どんな人が弁理士(知財業界)に向いている?現役弁理士が話します
著者は知財業界に携わってもう20年近くになります。知財業界に転身する前は、自身が知財業界に向いているかどうかなんて分かりませんでしたし、正直、考えもしませんでした。
ただ「弁理士」という資格に惹かれて飛び込んだ、という感じです。今考えると、いささか無謀だったかと…(汗)。
幸い、弁理士の資格を取得して弁理士としても15年以上の実績を積むことができました。また、近年は採用にも関わっています。
その経験から、著者の観点で「どんな人が知財業界に向いているのか」について紹介します。
知財業界のやりがいは?弁理士の楽しさ
やりがいは?と聞かれると、著者の場合、まずは「世に出る前の技術、アイディアに真っ先に触れられること」と答えます。

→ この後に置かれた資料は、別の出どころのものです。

// Copyright (C) 2026 Fred Clausen
// Use of this source code is governed by an MIT-style
// license that can be found in the LICENSE file or at
// https://opensource.org/licenses/MIT.

//! Sources of the current operating day.
//!
//! Every operation samples the clock itself. Nothing holds on to a
//! previously read day, so a session left open across midnight sees the
//! new day on its next call.

use doorbook_domain::{CalendarDay, DomainError};
use std::sync::{Mutex, PoisonError};
use time::{OffsetDateTime, UtcOffset};

/// Supplies the current calendar day.
pub trait Clock {
    /// Returns today's date in the operator's local day.
    fn today(&self) -> CalendarDay;
}

/// Wall clock shifted into the operator's time zone.
#[derive(Debug, Clone, Copy, PartialEq, Eq)]
pub struct SystemClock {
    offset: UtcOffset,
}

impl SystemClock {
    /// A clock reporting the UTC calendar day.
    #[must_use]
    pub const fn utc() -> Self {
        Self {
            offset: UtcOffset::UTC,
        }
    }

    /// A clock reporting the calendar day at a fixed UTC offset.
    #[must_use]
    pub const fn with_offset(offset: UtcOffset) -> Self {
        Self { offset }
    }

    /// A clock at a whole-hour UTC offset such as `-5`.
    ///
    /// # Errors
    ///
    /// Returns an error if the offset is outside +/-25 hours.
    pub fn with_offset_hours(hours: i8) -> Result<Self, DomainError> {
        UtcOffset::from_hms(hours, 0, 0)
            .map(Self::with_offset)
            .map_err(|e| DomainError::DateArithmeticOverflow {
                operation: format!("building a UTC offset of {hours} hours: {e}"),
            })
    }

    /// Returns the configured offset.
    #[must_use]
    pub const fn offset(&self) -> UtcOffset {
        self.offset
    }
}

impl Default for SystemClock {
    fn default() -> Self {
        Self::utc()
    }
}

impl Clock for SystemClock {
    fn today(&self) -> CalendarDay {
        CalendarDay::new(OffsetDateTime::now_utc().to_offset(self.offset).date())
    }
}

/// A clock that reports a day set by the caller.
///
/// Used by tests and by hosts replaying a specific day.
#[derive(Debug)]
pub struct FixedClock {
    day: Mutex<CalendarDay>,
}

impl FixedClock {
    #[must_use]
    pub const fn new(day: CalendarDay) -> Self {
        Self {
            day: Mutex::new(day),
        }
    }

    /// Moves the clock to `day`.
    pub fn set(&self, day: CalendarDay) {
        *self.day.lock().unwrap_or_else(PoisonError::into_inner) = day;
    }

    /// Moves the clock forward one day.
    ///
    /// # Errors
    ///
    /// Returns an error at the end of the representable range.
    pub fn advance(&self) -> Result<CalendarDay, DomainError> {
        let mut guard = self.day.lock().unwrap_or_else(PoisonError::into_inner);
        *guard = guard.next_day()?;
        Ok(*guard)
    }
}

impl Clock for FixedClock {
    fn today(&self) -> CalendarDay {
        *self.day.lock().unwrap_or_else(PoisonError::into_inner)
    }
}

impl<C: Clock + ?Sized> Clock for &C {
    fn today(&self) -> CalendarDay {
        (**self).today()
    }
}
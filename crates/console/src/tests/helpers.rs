// Copyright (C) 2026 Fred Clausen
// Use of this source code is governed by an MIT-style
// license that can be found in the LICENSE file or at
// https://opensource.org/licenses/MIT.

//! Test helper functions and fixtures.

use crate::{ConsoleConfig, ConsoleSession, InMemoryBookings};
use doorbook::FixedClock;
use doorbook_domain::{
    AttendanceToday, Booking, BookingId, BookingStatus, CalendarDay, SeasonType, Worker,
    WorkerNumber,
};
use doorbook_events::ChangeNotifier;
use doorbook_store::{KeyValueStore, PersistenceError, StorageKey, Store};
use rust_decimal::Decimal;
use std::collections::BTreeMap;
use std::sync::atomic::{AtomicBool, Ordering};
use std::sync::{Arc, Mutex};

/// An in-memory backend that the test keeps a handle to after the session
/// takes ownership of the store. Writes can be made to fail.
#[derive(Debug, Clone, Default)]
pub struct SharedBackend {
    entries: Arc<Mutex<BTreeMap<String, String>>>,
    fail_writes: Arc<AtomicBool>,
}

impl SharedBackend {
    pub fn fail_writes(&self, fail: bool) {
        self.fail_writes.store(fail, Ordering::SeqCst);
    }

    pub fn raw(&self, key: StorageKey) -> Option<String> {
        self.entries.lock().unwrap().get(&key.to_string()).cloned()
    }

    pub fn decode<T: serde::de::DeserializeOwned>(&self, key: StorageKey) -> Option<T> {
        self.raw(key).map(|raw| serde_json::from_str(&raw).unwrap())
    }

    pub fn put<T: serde::Serialize + ?Sized>(&self, key: StorageKey, value: &T) {
        self.entries
            .lock()
            .unwrap()
            .insert(key.to_string(), serde_json::to_string(value).unwrap());
    }

    fn check(&self) -> Result<(), PersistenceError> {
        if self.fail_writes.load(Ordering::SeqCst) {
            return Err(PersistenceError::Unavailable(String::from("disk full")));
        }
        Ok(())
    }
}

impl KeyValueStore for SharedBackend {
    fn read(&mut self, key: &str) -> Result<Option<String>, PersistenceError> {
        Ok(self.entries.lock().unwrap().get(key).cloned())
    }

    fn write(&mut self, key: &str, value: &str) -> Result<(), PersistenceError> {
        self.check()?;
        self.entries
            .lock()
            .unwrap()
            .insert(key.to_string(), value.to_string());
        Ok(())
    }

    fn delete(&mut self, key: &str) -> Result<bool, PersistenceError> {
        self.check()?;
        Ok(self.entries.lock().unwrap().remove(key).is_some())
    }

    fn keys(&mut self) -> Result<Vec<String>, PersistenceError> {
        Ok(self.entries.lock().unwrap().keys().cloned().collect())
    }
}

pub fn day(s: &str) -> CalendarDay {
    s.parse().unwrap()
}

pub fn today() -> CalendarDay {
    day("2026-06-15")
}

pub fn tomorrow() -> CalendarDay {
    day("2026-06-16")
}

pub fn number(s: &str) -> WorkerNumber {
    WorkerNumber::new(s)
}

pub fn create_test_worker(num: &str, last_name: &str, status: BookingStatus) -> Worker {
    let mut worker: Worker = Worker::new(number(num), "Test", last_name);
    worker.booking_status = status;
    worker
}

pub fn booked_today(num: &str, last_name: &str) -> Worker {
    create_test_worker(
        num,
        last_name,
        BookingStatus::Today {
            booked_date: today(),
        },
    )
}

pub fn showed_today(num: &str, last_name: &str) -> Worker {
    let mut worker: Worker = booked_today(num, last_name);
    worker.attendance = AttendanceToday::Showed { date: today() };
    worker.days_worked = 1;
    worker
}

pub fn completed_booking(id: &str, worker: &str, price: Decimal, method: &str) -> Booking {
    let mut booking: Booking = Booking::new(BookingId::new(id), price);
    booking.contractor_number = Some(number(worker));
    booking.payment_method = method.to_string();
    booking.completed = true;
    booking.date_completed = Some(String::from("2026-06-15T15:30:00"));
    booking
}

/// Seeds `backend` with `workers` and opens a session on it.
pub fn open_session<'c>(
    clock: &'c FixedClock,
    backend: &SharedBackend,
    season_type: SeasonType,
    workers: &[Worker],
    bookings: Vec<Booking>,
) -> ConsoleSession<&'c FixedClock> {
    backend.put(StorageKey::ConsoleWorkers, workers);
    let store: Store = Store::new(backend.clone(), ChangeNotifier::new());
    ConsoleSession::open(
        store,
        clock,
        ConsoleConfig::new(7, season_type),
        InMemoryBookings::new(bookings),
    )
    .unwrap()
}
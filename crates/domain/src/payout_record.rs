// Copyright (C) 2026 Fred Clausen
// Use of this source code is governed by an MIT-style
// license that can be found in the LICENSE file or at
// https://opensource.org/licenses/MIT.

use crate::calendar::CalendarDay;
use rust_decimal::Decimal;
use serde::{Deserialize, Serialize};

/// An amount taken off a worker's payout.
#[derive(Debug, Clone, PartialEq, Eq, Serialize, Deserialize)]
pub struct Deduction {
    pub id: u32,
    pub name: String,
    pub amount: Decimal,
}

/// An amount added to a worker's payout.
#[derive(Debug, Clone, PartialEq, Eq, Serialize, Deserialize)]
pub struct Bonus {
    pub id: u32,
    #[serde(rename = "type")]
    pub kind: String,
    pub amount: Decimal,
}

/// Figures written when a payout is completed.
#[derive(Debug, Clone, PartialEq, Eq, Serialize, Deserialize, Default)]
pub struct PayoutFigures {
    pub gross_sales: Decimal,
    pub equivalent: Decimal,
    pub commission: Decimal,
    #[serde(default)]
    pub deductions: Vec<Deduction>,
    #[serde(default)]
    pub bonuses: Vec<Bonus>,
}

impl PayoutFigures {
    /// Commission plus bonuses minus deductions.
    #[must_use]
    pub fn take_home(&self) -> Decimal {
        let bonuses: Decimal = self.bonuses.iter().map(|b| b.amount).sum();
        let deductions: Decimal = self.deductions.iter().map(|d| d.amount).sum();
        self.commission + bonuses - deductions
    }
}

/// The worker's most recent completed payout.
#[derive(Debug, Clone, PartialEq, Eq, Serialize, Deserialize, Default)]
pub struct PayoutSnapshot {
    /// Day the snapshot was completed for; `None` if never completed.
    pub date: Option<CalendarDay>,
    #[serde(flatten)]
    pub figures: PayoutFigures,
}

impl PayoutSnapshot {
    /// Returns true if a payout has ever been completed.
    #[must_use]
    pub const fn is_completed(&self) -> bool {
        self.date.is_some()
    }

    /// Returns true if the payout was completed for `day`.
    #[must_use]
    pub fn completed_on(&self, day: CalendarDay) -> bool {
        self.date == Some(day)
    }
}

/// One day's entry in a worker's payout ledger.
#[derive(Debug, Clone, PartialEq, Eq, Serialize, Deserialize)]
pub struct PayoutRecord {
    pub date: CalendarDay,
    #[serde(flatten)]
    pub figures: PayoutFigures,
}
// Copyright (C) 2026 Fred Clausen
// Use of this source code is governed by an MIT-style
// license that can be found in the LICENSE file or at
// https://opensource.org/licenses/MIT.

//! Worker roster import from the season's workers sheet.
//!
//! The sheet has a header row followed by positional columns:
//!
//! | # | Column |
//! |---|---|
//! | 0 | worker number |
//! | 1, 2 | first name, last name |
//! | 3, 4 | cell phone, home phone (digits kept) |
//! | 5 | email |
//! | 6, 7 | address, city |
//! | 8 | status (`Alumni`, anything else is Rookie) |
//! | 9 | days worked in previous years |
//! | 10..=13 | aeration, rejuvenation, sealing and cleaning silvers in previous years |
//! | 14 | shuttle line |
//!
//! Workers already on the roster are never overwritten.

use crate::error::ConsoleError;
use csv::StringRecord;
use doorbook_domain::{
    ContactInfo, PriorSeasons, Tenure, Worker, WorkerNumber, validate_worker_fields,
};
use serde::Serialize;
use std::collections::HashSet;
use std::io::Read;
use tracing::{debug, info};

/// A row that could not be imported.
#[derive(Debug, Clone, PartialEq, Eq, Serialize)]
pub struct RejectedRow {
    /// 1-based, excluding the header.
    pub row_number: usize,
    pub errors: Vec<String>,
}

/// The outcome of parsing a workers sheet.
#[derive(Debug, Clone, PartialEq, Eq, Default)]
pub struct WorkerImport {
    /// New workers, in sheet order.
    pub workers: Vec<Worker>,
    /// Rows naming a worker that already exists, or repeating an earlier row.
    pub skipped_existing: usize,
    pub rejected: Vec<RejectedRow>,
}

fn text(record: &StringRecord, idx: usize) -> Option<String> {
    record
        .get(idx)
        .map(str::trim)
        .filter(|s| !s.is_empty())
        .map(str::to_string)
}

fn phone(record: &StringRecord, idx: usize) -> Option<String> {
    text(record, idx)
        .map(|raw| raw.chars().filter(char::is_ascii_digit).collect::<String>())
        .filter(|digits| !digits.is_empty())
}

fn counter(record: &StringRecord, idx: usize, name: &str, errors: &mut Vec<String>) -> u32 {
    text(record, idx).map_or(0, |raw| {
        raw.parse::<u32>().unwrap_or_else(|_| {
            errors.push(format!("{name}: invalid number '{raw}'"));
            0
        })
    })
}

fn parse_worker(record: &StringRecord, number: WorkerNumber) -> Result<Worker, Vec<String>> {
    let mut errors: Vec<String> = Vec::new();

    let first_name: String = text(record, 1).unwrap_or_default();
    let last_name: String = text(record, 2).unwrap_or_default();
    let mut worker: Worker = Worker::new(number, &first_name, &last_name);

    worker.contact = ContactInfo {
        cell_phone: phone(record, 3),
        home_phone: phone(record, 4),
        email: text(record, 5),
        address: text(record, 6),
        city: text(record, 7),
        shuttle_line: text(record, 14),
    };
    worker.tenure = match text(record, 8) {
        Some(status) if status.eq_ignore_ascii_case("alumni") => Tenure::Alumni,
        _ => Tenure::Rookie,
    };
    worker.prior_seasons = PriorSeasons {
        days_worked: counter(record, 9, "days_worked_previous_years", &mut errors),
        aeration_silvers: counter(record, 10, "aeration_silvers", &mut errors),
        rejuvenation_silvers: counter(record, 11, "rejuvenation_silvers", &mut errors),
        sealing_silvers: counter(record, 12, "sealing_silvers", &mut errors),
        cleaning_silvers: counter(record, 13, "cleaning_silvers", &mut errors),
    };

    if let Err(e) = validate_worker_fields(&worker) {
        errors.push(e.to_string());
    }

    if errors.is_empty() {
        Ok(worker)
    } else {
        Err(errors)
    }
}

/// Parses a workers sheet against the current roster.
///
/// Rows without a worker number are ignored.
///
/// # Errors
///
/// Returns `ConsoleError::InvalidCsv` if the sheet cannot be read.
pub fn parse_workers_csv<R: Read>(
    reader: R,
    existing: &[Worker],
) -> Result<WorkerImport, ConsoleError> {
    let mut reader = csv::ReaderBuilder::new()
        .has_headers(true)
        .flexible(true)
        .from_reader(reader);

    let mut seen: HashSet<WorkerNumber> =
        existing.iter().map(|w| w.worker_number.clone()).collect();
    let mut import: WorkerImport = WorkerImport::default();

    for (idx, record) in reader.records().enumerate() {
        let record: StringRecord = record?;
        let row_number: usize = idx + 1;

        let Some(raw_number) = text(&record, 0) else {
            debug!(row = row_number, "Skipping row without a worker number");
            continue;
        };
        let number: WorkerNumber = WorkerNumber::new(&raw_number);
        if seen.contains(&number) {
            import.skipped_existing += 1;
            continue;
        }

        match parse_worker(&record, number) {
            Ok(worker) => {
                seen.insert(worker.worker_number.clone());
                import.workers.push(worker);
            }
            Err(errors) => import.rejected.push(RejectedRow { row_number, errors }),
        }
    }

    info!(
        added = import.workers.len(),
        skipped = import.skipped_existing,
        rejected = import.rejected.len(),
        "Parsed workers sheet"
    );
    Ok(import)
}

弁理士のもとには、特許など知的財産権の取得のための相談が日々持ち込まれます。
市場に出る前の開発段階の新製品や改良品、まったく新しい装置やシステム、新しいブランド(商標)など…。こういったものに真っ先に触れられることは、とてもわくわくしてモチベーションが上がるものです。
そして、無事権利を取得できてクライアントに感謝されたとき、権利化までの苦労が報われてようやく「ホッ」と肩の荷が降りたときも、「この仕事やってて良かった!」と心から思える瞬間です。
とりわけ特許の場合、権利取得は簡単でないことが多く、最終的に権利化を断念せざるを得ないケースもあります。
権利化を実現してクライアントの事業発展に貢献できること、これももちろん大きなやりがいとなります。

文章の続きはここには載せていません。